On 2017-01-06 11:52 AM, Martin Burnicki wrote:


- OS kernels with different features (Windows doesn't even know leap
seconds, AFAIK)



It is often repeated on LEAPSECS that "Windows doesn't even know leap seconds". That's just not true. It knows very well about Leap Seconds in the same way other systems do but it (typical desktop versions) is lazy about when it updates - it doesn't attempt to update for Leap Seconds until the particular system gets round to syncing to some NTP server (defaulting to time.windows.com, but works perfectly well if set to time.nist.gov, for example).

In Windows, FILETIME (an unsigned 64-bit value) is directly analogous to POSIX time_t except it has a 1601-01-01 00:00:00 epoch. struct SYSTEMTIME is analogous to POSIX struct tm ("broken down time" or "YMDhms" representation). FileTimeToSystemTime() is analogous to POSIX gmtime();

Like time_t, FILETIME is "bumped" when the system syncs to a NTP server. If it were not, the YMDhms values would be incorrect by the Leap Seconds. Of course, because it's lazy about when it syncs, FILETIME timestamp values between the actual Leap Second and when the system has synced are incorrect by one second.

I've experimented with this extensively to be sure I understood it. In fact, the POSIX implementations available in the Microsoft c/c++ compilers are actually wrappers around the Windows system calls; gmtime() calls FileTimeToSystemTime(), for example.

Meantime, local time parameters are kept in the (hated) Registry. These are dynamically updated when a Windows Update runs (a dreaded operation carefully avoided by people like me because those (damn) Windows Updates too often screw up or break something else somewhere).

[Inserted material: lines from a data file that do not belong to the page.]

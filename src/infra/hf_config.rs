// ============================================================
// Layer 6 — Hugging Face config.json
// ============================================================
// Translates between the Hub's config.json layout and
// CausalLmConfig. Two model types are understood:
//
//   gpt2     n_embd / n_layer / n_head / n_positions / n_inner
//   gpt_neo  hidden_size / num_layers / num_heads /
//            max_position_embeddings / intermediate_size /
//            attention_types / window_size
//
// GPT-Neo's attention_types is run-length encoded:
//   [[["global", "local"], 6]]  →  global, local, global, local, ... (12 layers)
//
// Writing produces a config.json the same loader (and the Python
// stack) can read back.

use anyhow::{bail, Context, Result};
use serde_json::{json, Value};
use std::{fs, path::Path};

use crate::ml::model::{Architecture, CausalLmConfig};

/// GPT-Neo window when config.json does not name one
const DEFAULT_NEO_WINDOW: usize = 256;

pub fn read_config(path: &Path) -> Result<CausalLmConfig> {
    let text = fs::read_to_string(path)
        .with_context(|| format!("Cannot read model config '{}'", path.display()))?;
    let json: Value = serde_json::from_str(&text)
        .with_context(|| format!("Model config '{}' is not valid JSON", path.display()))?;
    parse_config(&json).with_context(|| format!("Unsupported model config '{}'", path.display()))
}

pub fn write_config(config: &CausalLmConfig, path: &Path) -> Result<()> {
    let json = serde_json::to_string_pretty(&to_hf_json(config))?;
    fs::write(path, json).with_context(|| format!("Cannot write model config '{}'", path.display()))
}

pub fn parse_config(json: &Value) -> Result<CausalLmConfig> {
    let model_type = json
        .get("model_type")
        .and_then(Value::as_str)
        .context("config has no model_type")?;

    if let Some(act) = json.get("activation_function").and_then(Value::as_str) {
        if act != "gelu_new" {
            bail!("activation_function '{act}' is not supported (expected gelu_new)");
        }
    }

    let config = match model_type {
        "gpt2" => {
            let hidden = usize_field(json, "n_embd")?;
            let layers = usize_field(json, "n_layer")?;
            CausalLmConfig::new(
                Architecture::Gpt2,
                usize_field(json, "vocab_size")?,
                usize_field(json, "n_positions")?,
                hidden,
                layers,
                usize_field(json, "n_head")?,
                optional_usize(json, "n_inner").unwrap_or(4 * hidden),
                vec![0; layers],
            )
            .with_layer_norm_epsilon(optional_f64(json, "layer_norm_epsilon").unwrap_or(1e-5))
            .with_dropout(optional_f64(json, "resid_pdrop").unwrap_or(0.1))
            .with_scale_attention(true)
            .with_qkv_bias(true)
        }
        "gpt_neo" => {
            let hidden = usize_field(json, "hidden_size")?;
            let layers = usize_field(json, "num_layers")?;
            let window = optional_usize(json, "window_size").unwrap_or(DEFAULT_NEO_WINDOW);
            let windows = expand_attention_types(json, layers)?
                .iter()
                .map(|kind| match kind.as_str() {
                    "global" => Ok(0),
                    "local"  => Ok(window),
                    other    => bail!("unknown attention type '{other}'"),
                })
                .collect::<Result<Vec<_>>>()?;

            CausalLmConfig::new(
                Architecture::GptNeo,
                usize_field(json, "vocab_size")?,
                usize_field(json, "max_position_embeddings")?,
                hidden,
                layers,
                usize_field(json, "num_heads")?,
                optional_usize(json, "intermediate_size").unwrap_or(4 * hidden),
                windows,
            )
            .with_layer_norm_epsilon(optional_f64(json, "layer_norm_epsilon").unwrap_or(1e-5))
            .with_dropout(optional_f64(json, "resid_dropout").unwrap_or(0.0))
            .with_scale_attention(false)
            .with_qkv_bias(false)
        }
        other => bail!("model_type '{other}' is not supported (expected gpt2 or gpt_neo)"),
    };

    config.validate()?;
    Ok(config)
}

pub fn to_hf_json(config: &CausalLmConfig) -> Value {
    match config.architecture {
        Architecture::Gpt2 => json!({
            "architectures":       ["GPT2LMHeadModel"],
            "model_type":          "gpt2",
            "vocab_size":          config.vocab_size,
            "n_positions":         config.max_position_embeddings,
            "n_ctx":               config.max_position_embeddings,
            "n_embd":              config.hidden_size,
            "n_layer":             config.num_layers,
            "n_head":              config.num_heads,
            "n_inner":             config.intermediate_size,
            "layer_norm_epsilon":  config.layer_norm_epsilon,
            "resid_pdrop":         config.dropout,
            "embd_pdrop":          config.dropout,
            "attn_pdrop":          config.dropout,
            "activation_function": "gelu_new",
            "torch_dtype":         "float32",
        }),
        Architecture::GptNeo => {
            let kinds: Vec<&str> = config
                .attention_windows
                .iter()
                .map(|&w| if w == 0 { "global" } else { "local" })
                .collect();
            let window = config
                .attention_windows
                .iter()
                .copied()
                .find(|&w| w > 0)
                .unwrap_or(DEFAULT_NEO_WINDOW);

            json!({
                "architectures":           ["GPTNeoForCausalLM"],
                "model_type":              "gpt_neo",
                "vocab_size":              config.vocab_size,
                "max_position_embeddings": config.max_position_embeddings,
                "hidden_size":             config.hidden_size,
                "num_layers":              config.num_layers,
                "num_heads":               config.num_heads,
                "intermediate_size":       config.intermediate_size,
                "attention_types":         [[kinds.clone(), 1]],
                "attention_layers":        kinds,
                "window_size":             window,
                "layer_norm_epsilon":      config.layer_norm_epsilon,
                "resid_dropout":           config.dropout,
                "embed_dropout":           config.dropout,
                "attention_dropout":       config.dropout,
                "activation_function":     "gelu_new",
                "torch_dtype":             "float32",
            })
        }
    }
}

/// Expand GPT-Neo's [[pattern, repeat], ...] into one entry per layer.
fn expand_attention_types(json: &Value, layers: usize) -> Result<Vec<String>> {
    let Some(layout) = json.get("attention_types").and_then(Value::as_array) else {
        return Ok(vec!["global".to_string(); layers]);
    };

    let mut kinds = Vec::with_capacity(layers);
    for entry in layout {
        let pattern = entry.get(0).and_then(Value::as_array).context("malformed attention_types")?;
        let repeat  = entry.get(1).and_then(Value::as_u64).context("malformed attention_types")?;
        for _ in 0..repeat {
            for kind in pattern {
                kinds.push(kind.as_str().context("malformed attention_types")?.to_string());
            }
        }
    }

    if kinds.len() != layers {
        bail!("attention_types describes {} layers but num_layers is {}", kinds.len(), layers);
    }
    Ok(kinds)
}

fn usize_field(json: &Value, key: &str) -> Result<usize> {
    optional_usize(json, key).with_context(|| format!("config is missing '{key}'"))
}

fn optional_usize(json: &Value, key: &str) -> Option<usize> {
    json.get(key).and_then(Value::as_u64).map(|v| v as usize)
}

fn optional_f64(json: &Value, key: &str) -> Option<f64> {
    json.get(key).and_then(Value::as_f64)
}
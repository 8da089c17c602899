// ============================================================
// Layer 3 — TrainerState
// ============================================================
// Where a run currently is, plus everything it has logged.
// Saved as trainer_state.json inside each checkpoint so a run
// can be resumed at the exact optimiser step it stopped on.

use serde::{Deserialize, Serialize};

/// One logged event. Training-loss events carry `loss` and
/// `learning_rate`; evaluation events carry `eval_loss` and
/// `perplexity`.
#[derive(Debug, Clone, Default, PartialEq, Serialize, Deserialize)]
pub struct LogEntry {
    pub step:  usize,
    pub epoch: f64,

    #[serde(skip_serializing_if = "Option::is_none")]
    pub loss: Option<f64>,

    #[serde(skip_serializing_if = "Option::is_none")]
    pub learning_rate: Option<f64>,

    #[serde(skip_serializing_if = "Option::is_none")]
    pub eval_loss: Option<f64>,

    #[serde(skip_serializing_if = "Option::is_none")]
    pub perplexity: Option<f64>,
}

impl LogEntry {
    pub fn training(step: usize, epoch: f64, loss: f64, learning_rate: f64) -> Self {
        Self {
            step,
            epoch,
            loss: Some(loss),
            learning_rate: Some(learning_rate),
            ..Self::default()
        }
    }

    pub fn evaluation(step: usize, epoch: f64, eval_loss: f64) -> Self {
        Self {
            step,
            epoch,
            eval_loss: Some(eval_loss),
            perplexity: Some(eval_loss.exp()),
            ..Self::default()
        }
    }
}

#[derive(Debug, Clone, Default, PartialEq, Serialize, Deserialize)]
pub struct TrainerState {
    /// Optimiser steps completed so far
    pub global_step: usize,

    /// Fractional epoch reached, e.g. 1.5 halfway through the second epoch
    pub epoch: f64,

    /// Total optimiser steps the run was planned for
    pub max_steps: usize,

    pub log_history: Vec<LogEntry>,
}

impl TrainerState {
    pub fn new(max_steps: usize) -> Self {
        Self { max_steps, ..Self::default() }
    }

    /// The most recent evaluation loss, if any evaluation has run
    pub fn last_eval_loss(&self) -> Option<f64> {
        self.log_history.iter().rev().find_map(|e| e.eval_loss)
    }
}
//! CLI - Command-line argument parsing
//!
//! Defines the CLI structure using clap.
//! Keeps argument parsing separate from execution logic.

use clap::{Parser, Subcommand};
use std::path::PathBuf;

/// Brainy Tutor CLI
#[derive(Parser)]
#[command(name = "brainyctl")]
#[command(about = "Brainy Tutor - ask questions, reveal clues, keep the good ones", long_about = None)]
#[command(version)]
#[command(disable_help_subcommand = true)]
pub struct Cli {
    /// Path to config file (overrides the default location)
    #[arg(long, global = true)]
    pub config: Option<PathBuf>,

    #[command(subcommand)]
    pub command: Commands,
}

/// Available commands
#[derive(Subcommand)]
pub enum Commands {
    /// Ask the tutor a question
    Ask {
        /// The question, as free words
        #[arg(required = true)]
        question: Vec<String>,

        /// Reveal the answer clue by clue instead of all at once
        #[arg(long)]
        step_by_step: bool,

        /// Tutoring persona (e.g. life_coach, playful_explorer)
        #[arg(long)]
        profile: Option<String>,

        /// Save this query to the vault
        #[arg(long)]
        save: bool,

        /// Print all clues immediately without prompting
        #[arg(long)]
        no_prompt: bool,
    },

    /// Manage saved queries
    Vault {
        #[command(subcommand)]
        action: VaultCommands,
    },
}

/// Vault subcommands
#[derive(Subcommand)]
pub enum VaultCommands {
    /// List saved queries
    List,

    /// Save a query without asking it
    Add {
        #[arg(required = true)]
        text: Vec<String>,
    },

    /// Remove a saved query by its list number
    Remove { number: usize },
}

Now, you could say, and many of us LEAPSECS nuts would agree, "That's horrible!". Yes, but the FILETIME value just keeps marching along and billions of people and a bazillion applications are none the wiser. For the most part it just keeps working. (With the occasional ctrl-alt-del, restart, and other stupid work-arounds needed to overcome all the operational complexities and flaws; "... as we ctrl-alt-del our way through life..." ). [Oh! Wait, it changed! Now it's ctrl-shift-esc! Who asked for that?!?]

Its more complicated for Windows Server versions - there you need to coordinate many OS instances and file systems. (And Windows Server is, in some important ways, a different animal than the typical Windows PC version). I don't have a lot of experience with Windows Server, so I can't explain exactly how they accomplish tighter timing, but it obviously happens, otherwise those systems wouldn't work at all.

Note the fact that Microsoft updates Leap Seconds at midnight *local time* in Azure. This in contrast to the common practice of introducing Leap Seconds in local time simultaneous with UTC. They also are not smearing. The (probably special) NTP server clicks the Leap Second and a tightly coupled Windows system just follows. Done. The local time results are one-second different from the "simultaneous with UTC" common practice for some interval, but, who cares? Microsoft? Please.

The approach makes some sense to me, actually. The "simultaneous with UTC" common practice creates a terribly complex and scattered matrix of Leap Second appearances in local time YMDhms representations. Its hard to calculate, and harder to verify. Introducing Leap Seconds at midnight local time is much more managble, since each local time behaves the same in that respect.

All this brings up a wider point; any Leap Second-to-Gregorian fix must be applicable to many systems, not just POSIX and Linux. If broad swaths of the markets do it different ways nothing has been accomplished. The discussion must keep all systems, including the evil Windows, in mind.